A chance encounter with mysterious rich kid Tamsin (Emily Blunt) introduces Mona to a whole new world of possibility. Their backgrounds are wildly and obviously divergent: When Mona first sets eyes on Tamsin, the latter is astride a horse she owns. Yet underneath it all, they appear to share a certain wounded disaffection. Tamsin, too, has had tragedy shake her family tree, though her coping mechanisms are far more erudite. Early in their relationship, she says that she's found comfort in the philosophies of Nietzsche, as well as fascination in Edith Piaf's numerous ill-fated marriages.

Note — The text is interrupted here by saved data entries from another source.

//! The calendar tree: global properties plus an arena of top-level
//! components indexed by UID.

use std::collections::{BTreeMap, HashMap};
use std::fmt;
use std::str::FromStr;

use kalends_core::config::Settings;
use kalends_core::constants::{
    DEFAULT_COLLECT_LIMIT, DEFAULT_MAX_EMPTY_PERIODS, DEFAULT_PRODID, ICALENDAR_VERSION,
};

use super::{Component, ComponentKind, Property, Temporal, Validate, is_singular, names};
use crate::error::{RfcError, RfcResult};
use crate::rfc::ical::build::Serializer;
use crate::rfc::ical::parse::{Diagnostic, Fragment, parse, parse_fragment};
use crate::rfc::ical::recur::OccurrenceStream;
use crate::rfc::ical::validate::{ValidationError, validate_calendar};

/// Handle to a top-level component of a [`Calendar`].
///
/// Handles are issued in increasing order and never reused; one whose
/// component was removed resolves to nothing.
#[derive(Debug, Clone, Copy, PartialEq, Eq, Hash, PartialOrd, Ord)]
pub struct ComponentId(usize);

impl fmt::Display for ComponentId {
    fn fmt(&self, f: &mut fmt::Formatter<'_>) -> fmt::Result {
        write!(f, "#{}", self.0)
    }
}

/// A parsed or constructed `VCALENDAR`.
///
/// Top-level components are keyed by handle, so iteration follows insertion
/// order and a removed component frees its entry. Recurrence families are
/// found through the UID index rather than stored links.
#[derive(Debug, Clone)]
pub struct Calendar {
    properties: Vec<Property>,
    components: BTreeMap<ComponentId, Component>,
    next_id: usize,
    uid_index: HashMap<String, Vec<ComponentId>>,
    diagnostics: Vec<Diagnostic>,
    max_empty_periods: u32,
    collect_limit: usize,
    fold_width: Option<usize>,
}

impl Default for Calendar {
    fn default() -> Self {
        Self::new()
    }
}
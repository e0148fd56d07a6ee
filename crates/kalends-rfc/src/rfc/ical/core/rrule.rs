//! iCalendar RECUR value type (RFC 5545 §3.3.10, §3.8.5.3).
//!
//! Rule parts are kept in declaration order so a parsed rule serializes back
//! to the text it came from.

use std::fmt;

use super::{Temporal, TemporalKind};
use crate::error::{RfcError, RfcResult};

/// Recurrence frequency (RFC 5545 §3.3.10).
#[derive(Debug, Clone, Copy, PartialEq, Eq, Hash, PartialOrd, Ord)]
pub enum Frequency {
    Secondly,
    Minutely,
    Hourly,
    Daily,
    Weekly,
    Monthly,
    Yearly,
}

impl Frequency {
    /// Returns the string representation.
    #[must_use]
    pub const fn as_str(self) -> &'static str {
        match self {
            Self::Secondly => "SECONDLY",
            Self::Minutely => "MINUTELY",
            Self::Hourly => "HOURLY",
            Self::Daily => "DAILY",
            Self::Weekly => "WEEKLY",
            Self::Monthly => "MONTHLY",
            Self::Yearly => "YEARLY",
        }
    }

    /// Parses a frequency from a string (case-insensitive).
    #[must_use]
    pub fn parse(s: &str) -> Option<Self> {
        Some(match s.to_ascii_uppercase().as_str() {
            "SECONDLY" => Self::Secondly,
            "MINUTELY" => Self::Minutely,
            "HOURLY" => Self::Hourly,
            "DAILY" => Self::Daily,
            "WEEKLY" => Self::Weekly,
            "MONTHLY" => Self::Monthly,
            "YEARLY" => Self::Yearly,
            _ => return None,
        })
    }

    /// Returns whether this frequency steps by less than a day.
    #[must_use]
    pub const fn is_sub_daily(self) -> bool {
        matches!(self, Self::Secondly | Self::Minutely | Self::Hourly)
    }
}

impl fmt::Display for Frequency {
    fn fmt(&self, f: &mut fmt::Formatter<'_>) -> fmt::Result {
        f.write_str(self.as_str())
    }
}

/// Day of the week.
#[derive(Debug, Clone, Copy, PartialEq, Eq, Hash)]
pub enum Weekday {
    Sunday,
    Monday,
    Tuesday,
    Wednesday,
    Thursday,
    Friday,
    Saturday,
}

impl Weekday {
    /// Returns the two-letter abbreviation.
    #[must_use]
    pub const fn as_str(self) -> &'static str {
        match self {
            Self::Sunday => "SU",
            Self::Monday => "MO",
            Self::Tuesday => "TU",
            Self::Wednesday => "WE",
            Self::Thursday => "TH",
            Self::Friday => "FR",
            Self::Saturday => "SA",
        }
    }

    /// Parses a two-letter weekday abbreviation (case-insensitive).
    #[must_use]
    pub fn parse(s: &str) -> Option<Self> {
        Some(match s.to_ascii_uppercase().as_str() {
            "SU" => Self::Sunday,
            "MO" => Self::Monday,
            "TU" => Self::Tuesday,
            "WE" => Self::Wednesday,
            "TH" => Self::Thursday,
            "FR" => Self::Friday,
            "SA" => Self::Saturday,
            _ => return None,
        })
    }

    #[must_use]
    pub const fn to_chrono(self) -> chrono::Weekday {
        match self {
            Self::Sunday => chrono::Weekday::Sun,
            Self::Monday => chrono::Weekday::Mon,
            Self::Tuesday => chrono::Weekday::Tue,
            Self::Wednesday => chrono::Weekday::Wed,
            Self::Thursday => chrono::Weekday::Thu,
            Self::Friday => chrono::Weekday::Fri,
            Self::Saturday => chrono::Weekday::Sat,
        }
    }

    #[must_use]
    pub const fn from_chrono(weekday: chrono::Weekday) -> Self {
        match weekday {
            chrono::Weekday::Sun => Self::Sunday,
            chrono::Weekday::Mon => Self::Monday,
            chrono::Weekday::Tue => Self::Tuesday,
            chrono::Weekday::Wed => Self::Wednesday,
            chrono::Weekday::Thu => Self::Thursday,
            chrono::Weekday::Fri => Self::Friday,
            chrono::Weekday::Sat => Self::Saturday,
        }
    }
}

impl fmt::Display for Weekday {
    fn fmt(&self, f: &mut fmt::Formatter<'_>) -> fmt::Result {
        f.write_str(self.as_str())
    }
}

/// A BYDAY entry: a weekday with an optional ordinal (e.g., `-1SU`, `2MO`, `FR`).
#[derive(Debug, Clone, Copy, PartialEq, Eq, Hash)]
pub struct WeekdayNum {
    pub ordinal: Option<i8>,
    pub weekday: Weekday,
}

impl WeekdayNum {
    #[must_use]
    pub const fn every(weekday: Weekday) -> Self {
        Self {
            ordinal: None,
            weekday,
        }
    }

    #[must_use]
    pub const fn nth(ordinal: i8, weekday: Weekday) -> Self {
        Self {
            ordinal: Some(ordinal),
            weekday,
        }
    }
}

impl fmt::Display for WeekdayNum {
    fn fmt(&self, f: &mut fmt::Formatter<'_>) -> fmt::Result {
        if let Some(n) = self.ordinal {
            write!(f, "{n}")?;
        }
        f.write_str(self.weekday.as_str())
    }
}

/// A BYxxx rule part with its values.
#[derive(Debug, Clone, PartialEq, Eq, Hash)]
pub enum ByRule {
    Month(Vec<u8>),
    WeekNo(Vec<i8>),
    YearDay(Vec<i16>),
    MonthDay(Vec<i8>),
    Day(Vec<WeekdayNum>),
    Hour(Vec<u8>),
    Minute(Vec<u8>),
    Second(Vec<u8>),
    SetPos(Vec<i16>),
}
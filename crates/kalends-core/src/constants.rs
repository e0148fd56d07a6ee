/// Product identifier components stamped on calendars created by this library
pub const PRODUCT_VENDOR: &str = "kalends";
pub const PRODUCT_NAME: &str = "Kalends Calendar Library";
pub const DEFAULT_PRODID: &str =
    const_str::concat!("-//", PRODUCT_VENDOR, "//", PRODUCT_NAME, "//EN");

/// iCalendar version written to VERSION
pub const ICALENDAR_VERSION: &str = "2.0";

/// Maximum content line length in octets before folding (CRLF excluded)
pub const DEFAULT_FOLD_WIDTH: usize = 75;

/// Consecutive empty candidate periods tolerated before a recurrence stream ends
pub const DEFAULT_MAX_EMPTY_PERIODS: u32 = 10_000;

/// Default upper bound for collecting a recurrence stream into memory
pub const DEFAULT_COLLECT_LIMIT: usize = 10_000;
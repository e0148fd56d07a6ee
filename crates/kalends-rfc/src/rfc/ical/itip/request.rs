//! METHOD:REQUEST, limited to updates of components the calendar holds.

use super::{Method, MessageProcessor, merge};
use crate::error::{RfcError, RfcResult};
use crate::rfc::ical::core::Calendar;

/// ## Summary
/// Updates existing components from a REQUEST.
///
/// Attendee handling is not implemented: a REQUEST naming attendees is
/// rejected, as is one whose UID the main calendar does not hold. Otherwise
/// the components merge as for PUBLISH.
#[derive(Debug, Clone, Copy, Default)]
pub struct RequestProcessor;

impl RequestProcessor {
    fn precheck(main: &Calendar, incoming: &Calendar) -> RfcResult<()> {
        for (_, component) in incoming.components() {
            if !component.kind().is_displayable() {
                continue;
            }
            if !component.attendees().is_empty() {
                return Err(RfcError::UnsupportedError(
                    "handling Attendees is not implemented".into(),
                ));
            }
            let uid = component.uid().ok_or_else(|| {
                RfcError::ValueError(format!("{} in REQUEST has no UID", component.name()))
            })?;
            if main.components_by_uid(uid).is_empty() {
                return Err(RfcError::ValueError(format!(
                    "UID:{uid} is not in the calendar; REQUEST can only update existing components"
                )));
            }
        }
        Ok(())
    }
}

impl MessageProcessor for RequestProcessor {
    fn method(&self) -> Method {
        Method::Request
    }

    fn process(&self, main: &mut Calendar, incoming: &Calendar) -> RfcResult<Vec<String>> {
        Self::precheck(main, incoming)?;
        merge(main, incoming, false)
    }
}
impl ValueKind {
    /// Parses a `VALUE` parameter value (case-insensitive).
    #[must_use]
    pub fn parse(s: &str) -> Option<Self> {
        Some(match s.to_ascii_uppercase().as_str() {
            "BINARY" => Self::Binary,
            "BOOLEAN" => Self::Boolean,
            "CAL-ADDRESS" => Self::CalAddress,
            "DATE" => Self::Date,
            "DATE-TIME" => Self::DateTime,
            "DURATION" => Self::Duration,
            "FLOAT" => Self::Float,
            "INTEGER" => Self::Integer,
            "PERIOD" => Self::Period,
            "RECUR" => Self::Recur,
            "TEXT" => Self::Text,
            "TIME" => Self::Time,
            "URI" => Self::Uri,
            "UTC-OFFSET" => Self::UtcOffset,
            _ => return None,
        })
    }

    #[must_use]
    pub const fn as_str(self) -> &'static str {
        match self {
            Self::Binary => "BINARY",
            Self::Boolean => "BOOLEAN",
            Self::CalAddress => "CAL-ADDRESS",
            Self::Date => "DATE",
            Self::DateTime => "DATE-TIME",
            Self::Duration => "DURATION",
            Self::Float => "FLOAT",
            Self::Integer => "INTEGER",
            Self::Period => "PERIOD",
            Self::Recur => "RECUR",
            Self::Text => "TEXT",
            Self::Time => "TIME",
            Self::Uri => "URI",
            Self::UtcOffset => "UTC-OFFSET",
            Self::Unknown => "UNKNOWN",
        }
    }

    /// Returns the default value kind of a property.
    #[must_use]
    pub fn default_for(property: &str) -> Self {
        match property.to_ascii_uppercase().as_str() {
            names::DTSTART
            | names::DTEND
            | names::DTSTAMP
            | names::CREATED
            | names::LAST_MODIFIED
            | names::COMPLETED
            | names::DUE
            | names::RECURRENCE_ID
            | names::EXDATE
            | names::RDATE => Self::DateTime,
            names::DURATION | names::TRIGGER => Self::Duration,
            names::PERCENT_COMPLETE | names::PRIORITY | names::REPEAT | names::SEQUENCE => {
                Self::Integer
            }
            names::RRULE | names::EXRULE => Self::Recur,
            names::TZOFFSETFROM | names::TZOFFSETTO => Self::UtcOffset,
            names::URL
            | names::TZURL
            | names::SOURCE
            | names::ATTACH
            | names::CONFERENCE
            | names::IMAGE => Self::Uri,
            names::FREEBUSY => Self::Period,
            names::ATTENDEE | names::ORGANIZER => Self::CalAddress,
            names::CALSCALE
            | names::METHOD
            | names::PRODID
            | names::VERSION
            | names::CATEGORIES
            | names::CLASS
            | names::COMMENT
            | names::DESCRIPTION
            | names::LOCATION
            | names::RESOURCES
            | names::STATUS
            | names::SUMMARY
            | names::TRANSP
            | names::TZID
            | names::TZNAME
            | names::CONTACT
            | names::RELATED_TO
            | names::UID
            | names::ACTION
            | names::COLOR
            | names::NAME => Self::Text,
            _ => Self::Unknown,
        }
    }

    /// ## Summary
    /// Chooses the kind used to decode a property value.
    ///
    /// An explicit `VALUE` parameter wins. Otherwise the property default
    /// applies, except that an 8-digit value of a date-time property reads
    /// as a DATE and a `/`-separated RDATE reads as a PERIOD.
    #[must_use]
    pub fn resolve(property: &str, value_param: Option<&str>, raw: &str) -> Self {
        if let Some(param) = value_param {
            return Self::parse(param).unwrap_or(Self::Unknown);
        }
        let default = Self::default_for(property);
        match default {
            Self::DateTime => {
                let first = raw.split(',').next().unwrap_or(raw);
                if first.len() == 8 && first.bytes().all(|b| b.is_ascii_digit()) {
                    Self::Date
                } else if first.contains('/') && property.eq_ignore_ascii_case(names::RDATE) {
                    Self::Period
                } else {
                    Self::DateTime
                }
            }
            Self::Duration if !raw.starts_with(['P', '+', '-']) => Self::DateTime,
            other => other,
        }
    }

    /// Returns the kind naturally describing a decoded value.
    #[must_use]
    pub fn of(value: &Value) -> Self {
        match value {
            Value::Binary(_) => Self::Binary,
            Value::Boolean(_) => Self::Boolean,
            Value::CalAddress(_) => Self::CalAddress,
            Value::Date(_) => Self::Date,
            Value::DateTime(_) => Self::DateTime,
            Value::Duration(_) => Self::Duration,
            Value::Float(_) => Self::Float,
            Value::Integer(_) => Self::Integer,
            Value::Period(_) => Self::Period,
            Value::Recur(_) => Self::Recur,
            Value::Text(_) | Value::TextList(_) => Self::Text,
            Value::Time(_) => Self::Time,
            Value::Uri(_) => Self::Uri,
            Value::UtcOffset(_) => Self::UtcOffset,
            Value::List(items) => items.first().map_or(Self::Unknown, Self::of),
            Value::Unknown(_) => Self::Unknown,
        }
    }

    /// Returns the codec for this kind.
    #[must_use]
    pub fn codec(self) -> &'static dyn ValueCodec {
        match self {
            Self::Binary => &BinaryCodec,
            Self::Boolean => &BooleanCodec,
            Self::CalAddress => &CalAddressCodec,
            Self::Date => &DateCodec,
            Self::DateTime => &DateTimeCodec,
            Self::Duration => &DurationCodec,
            Self::Float => &FloatCodec,
            Self::Integer => &IntegerCodec,
            Self::Period => &PeriodCodec,
            Self::Recur => &RecurCodec,
            Self::Text => &TextCodec,
            Self::Time => &TimeCodec,
            Self::Uri => &UriCodec,
            Self::UtcOffset => &UtcOffsetCodec,
            Self::Unknown => &UnknownCodec,
        }
    }
}
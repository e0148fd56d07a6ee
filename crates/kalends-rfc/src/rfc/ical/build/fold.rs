//! Content line folding (RFC 5545 §3.1).

/// Folds a content line so no physical line exceeds `width` octets.
///
/// Continuation lines start with a single space, which counts toward the
/// width. Folds only at UTF-8 character boundaries.
#[must_use]
pub fn fold_line(line: &str, width: usize) -> String {
    if line.len() <= width {
        return line.to_string();
    }

    let mut result = String::with_capacity(line.len() + line.len() / width.max(1) * 3);
    let mut current_len = 0;
    let mut first_segment = true;

    for c in line.chars() {
        let char_len = c.len_utf8();

        // Always place at least one character per segment
        if current_len + char_len > width && current_len > usize::from(!first_segment) {
            result.push_str("\r\n ");
            current_len = 1;
            first_segment = false;
        }

        result.push(c);
        current_len += char_len;
    }

    result
}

Personally, whenever I meet someone who claims to take her cues from Nietzsche, I make it a point to run the other way. But both Mona and the movie are well behind us in judging that Tamsin may be bad news. This despite the fact that writer/director Pawel Pawlikowski (adapting a book by Helen Cross) throws out some clever signifiers, like giving the character dark hair. While we await the payoff to our natural awareness that no good can come of their burgeoning friendship – which, in truth, is more of a seduction – the ladies indulge a penchant for black humor that endows the movie with most of its genuinely entertaining moments. Both Mona and Tamsin get off some wicked pranks at the expense of Phil, who's trying to walk the straight and narrow. Unfortunately, the film depicts him as ridiculously easy to tempt, suggesting some nasty things about the fragility of faith and short-circuiting the one character who could have been genuinely sympathetic. Tamsin's out, of course, and ostensible protagonist Mona is ill-served by the patchy script. There's no telling if she's legitimately affronted or just whiny and selfish, and her morals are seriously suspect – unless one counts back-seat rutting with a married fella as a qualifying event for Britain's Next Top Role Model.

Press, Blunt and Considine take quietly intense approaches to their acting that couldn't be more beneficial, given that the story depends almost entirely on two-person exchanges. Blunt is especially good at conveying the volatility that rests just below Mona's sour demeanor. Still, I'm getting really tired of having to write that a movie, though conceptually flawed, was "well-acted." That's what professional performers are supposed to do, isn't it: act well? As indie virtues go, I'd gladly trade the occasional flawless line reading for some inventive yet solid storytelling. But if all you require is yet another bad-influence flick – and with pretensions in place of suspense – then have at it.